Un tifo da stadio, saluti romani e tensioni al limite degli scontri, che solo i trecento agenti mobilitati hanno potuto evitare, per i funerali di Fabrizio Piscitelli, l'ultras della Lazio ucciso con un colpo di pistola lo scorso 7 agosto nel parco degli Acquedotti a Roma. La bara di «Diabolik», il suo nome di battaglia, è nera e lucidissima. Ai lati c'è una grande scritta Irriducibili, ovviamente bianca e celeste, e davanti gli occhi del personaggio dei fumetti. È l'omaggio della sua curva nel giorno dell'ultimo saluto, arrivato dopo un lungo braccio di ferro tra la famiglia Piscitelli, che avrebbe voluto pubbliche esequie, e le istituzioni che le hanno negate per motivi di sicurezza.

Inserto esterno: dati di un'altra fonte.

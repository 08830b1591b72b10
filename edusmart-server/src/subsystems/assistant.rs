//! Reply generation
//!
//! Three branches, picked per request:
//! - **demo** when no model is configured: fixed text, nothing read or stored
//! - **model**: history + product search → prompt → model → store the turn
//! - **apology** when the model call fails: fixed text, nothing stored
//!
//! Audio is attached on every branch when the caller asked for it.

use std::sync::Arc;

use chrono::Utc;
use edusmart_core::config::RetrievalConfig;
use edusmart_core::locale::{apology_message, demo_message};
use edusmart_core::{DegradedReason, Language, LanguageModel, Outcome, ResponseType};

use crate::subsystems::catalog::ProductSearch;
use crate::subsystems::context::{conversation_context, product_context, system_prompt};
use crate::subsystems::transcript::Transcript;
use crate::subsystems::voice::Voice;

#[derive(Debug, Clone, Copy, PartialEq, Eq)]
pub struct AssistantSettings {
    pub top_k: u32,
    pub history_limit: u32,
}

impl Default for AssistantSettings {
    fn default() -> Self {
        Self {
            top_k: 5,
            history_limit: 5,
        }
    }
}

impl From<&RetrievalConfig> for AssistantSettings {
    fn from(config: &RetrievalConfig) -> Self {
        Self {
            top_k: config.top_k,
            history_limit: config.history_limit,
        }
    }
}

#[derive(Debug, Clone, PartialEq)]
pub struct GeneratedReply {
    pub text: String,
    /// Base64 MP3, when requested and synthesis worked.
    pub audio_data: Option<String>,
    pub response_type: ResponseType,
    /// Why audio is missing, if it was requested and is.
    pub speech: Option<DegradedReason>,
}

pub struct Assistant {
    transcript: Transcript,
    products: ProductSearch,
    voice: Voice,
    model: Option<Arc<dyn LanguageModel>>,
    settings: AssistantSettings,
}

impl Assistant {
    pub fn new(
        transcript: Transcript,
        products: ProductSearch,
        voice: Voice,
        model: Option<Arc<dyn LanguageModel>>,
        settings: AssistantSettings,
    ) -> Self {
        Self {
            transcript,
            products,
            voice,
            model,
            settings,
        }
    }

    pub fn transcript(&self) -> &Transcript {
        &self.transcript
    }

    pub fn products(&self) -> &ProductSearch {
        &self.products
    }

    pub fn model_name(&self) -> Option<&str> {
        self.model.as_deref().map(|m| m.name())
    }

    pub async fn generate_response(
        &self,
        user_message: &str,
        user_id: &str,
        session_id: &str,
        response_type: ResponseType,
        language: Language,
    ) -> Outcome<GeneratedReply> {
        let Some(model) = &self.model else {
            let reply = self
                .fixed_reply(demo_message(language), response_type, language)
                .await;
            return Outcome::degraded(reply, DegradedReason::ModelNotConfigured);
        };

        let history = self
            .transcript
            .recent(user_id, session_id, self.settings.history_limit)
            .await;
        let products = self.products.search(user_message, self.settings.top_k).await;
        if let Some(reason) = products.reason() {
            tracing::debug!(%reason, "Using fallback products for context");
        }

        let prompt = system_prompt(
            language,
            &product_context(products.value(), language),
            &conversation_context(history.value()),
        );

        let text = match model.generate(&prompt, user_message).await {
            Ok(text) => text,
            Err(e) => {
                tracing::error!(error = %e, model = model.name(), user_id, session_id, "Error generating response");
                let reply = self
                    .fixed_reply(apology_message(language), response_type, language)
                    .await;
                return Outcome::degraded(reply, DegradedReason::ModelFailed(e.to_string()));
            }
        };

        self.transcript
            .append(user_id, session_id, user_message, &text, Utc::now())
            .await;

        let (audio_data, speech) = self.audio_for(&text, response_type, language).await;
        Outcome::ok(GeneratedReply {
            text,
            audio_data,
            response_type,
            speech,
        })
    }

    async fn fixed_reply(
        &self,
        text: &str,
        response_type: ResponseType,
        language: Language,
    ) -> GeneratedReply {
        let (audio_data, speech) = self.audio_for(text, response_type, language).await;
        GeneratedReply {
            text: text.to_string(),
            audio_data,
            response_type,
            speech,
        }
    }

    async fn audio_for(
        &self,
        text: &str,
        response_type: ResponseType,
        language: Language,
    ) -> (Option<String>, Option<DegradedReason>) {
        if !response_type.wants_audio() {
            return (None, None);
        }
        self.voice.synthesize(text, language).await.into_parts()
    }
}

Alla fine il funerale è stato celebrato in forma privata al Santuario del Divino Amore, sulla via Ardeatina, blindatissimo fin dalle prime ore del mattino. Una cerimonia a numero chiuso, solo cento tra amici e parenti ammessi in chiesa. E solo quelli in lista. Tra loro anche Cristiano Sandri, il fratello di Gabriele, il tifoso della Lazio ucciso nel 2007 a seguito di scontri tra tifoserie sull'Autostrada A1. I tifosi, giunti da tutta Italia e non solo della Lazio, avevano una zona riservata nel parcheggio del santuario, molti indossavano la maglietta nera con gli occhi di Diabolik, altri quella con la scritta «Irriducibili». Hanno partecipato da fuori, esponendo una gigantesca bandiera con la scritta rossa Diabolik, tenuti sotto stretto controllo da un ingente dispiegamento di forze dell'ordine. «È uno che per come lo conosco io andrebbe solo a piedi al funerale», recitava lo striscione esposto nel piazzale del Santuario. «Da veri laziali battiamo le mani», il coro intonato davanti al carro funebre dai bianco celesti. Alla fine della cerimonia si sono registrati attimi di tensione quando è stato vietato ai tifosi di portare a spalla fino al piazzale il feretro e quando la polizia ha impedito l'esposizione della bara. «Rispetto, rispetto, rispetto», gridavano gli ultras mentre volavano insulti diretti ai giornalisti. La bara ha impiegato quasi un'ora per lasciare la chiesa e scendere nel piazzale dove erano radunati i tifosi, nel tragitto è stata accompagnata da applausi e cori da stadio («Daje Fa... Fabriziooo», «Sei uno di noi»). Il passaggio della bara è stato salutato anche con la canzone della Lazio e con una coreografia di fumogeni colorati.

Il feretro sarebbe dovuto rimanere tre minuti nel piazzale davanti al Divino Amore per consentire l'ultimo addio al compagno di curva. Ma alla fine - contrariamente a quanto concordato - il carro funebre è ripartito alla volta del cimitero di Prima Porta scortato dalla polizia. La moglie e la figlia di Piscitelli si sono scagliate contro le forze dell'ordine. E anche i tifosi contro gli agenti che sbarravano con un cordone umano la strada d'uscita al parcheggio. Ma i più facinorosi sono stati fermati dai capi della tifoseria: «Non cediamo alle provocazioni, non aspettano altro. Facciamolo per Fabrizio».